Human immunodeficiency virus (HIV) cure efforts are increasingly focused on harnessing CD8(+) T cell functions, which requires a deeper understanding of CD8(+) T cells promoting HIV control. Here we identifiy an antigen-responsive TOX(hi)TCF1(+)CD39(+)CD8(+) T cell population with high expression of inhibitory receptors and low expression of canonical cytolytic molecules. Transcriptional analysis of simian immunodeficiency virus (SIV)-specific CD8(+) T cells and proteomic analysis of purified CD8(+) T cell subsets identified TOX(hi)TCF1(+)CD39(+)CD8(+) T cells as intermediate effectors that retained stem-like features with a lineage relationship with terminal effector T cells.
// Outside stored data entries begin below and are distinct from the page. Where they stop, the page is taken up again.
//! Output formatting module.

mod formatter;
mod human;
mod json;

pub use formatter::OutputFormatter;

use human::HumanFormatter;
use json::JsonFormatter;

/// Creates an output formatter based on CLI flags
pub fn create_formatter(json: bool, verbose: bool, quiet: bool) -> Box<dyn OutputFormatter> {
    if json {
        Box::new(JsonFormatter)
    } else {
        Box::new(HumanFormatter::new(verbose, quiet))
    }
}

//! Archive extraction.

pub mod config;
pub mod zip;

pub use config::ExtractionConfig;
pub use self::zip::read_archive;
//! Domain types shared by archive creation and extraction.
//!
//! `DestDir` can only be built from an existing, canonicalized directory and
//! `Password` can only hold a non-empty secret, so code that receives one of
//! these does not need to re-check those properties.

pub mod dest_dir;
pub mod entry;
pub mod password;

pub use dest_dir::DestDir;
pub use entry::ArchiveEntry;
pub use entry::EntryKind;
pub use password::Encryption;
pub use password::Password;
TOX(hi)TCF1(+)CD39(+)CD8(+) T cells were found at higher frequency than TCF1(-)CD39(+)CD8(+) T cells in follicular microenvironments and were preferentially located in proximity of SIV-RNA(+) cells. Their frequency was associated with reduced plasma viremia and lower SIV reservoir size. Highly similar TOX(hi)TCF1(+)CD39(+)CD8(+) T cells were detected in lymph nodes from antiretroviral therapy-naive and antiretroviral therapy-suppressed people living with HIV, suggesting this population of CD8(+) T cells contributes to limiting SIV and HIV persistence.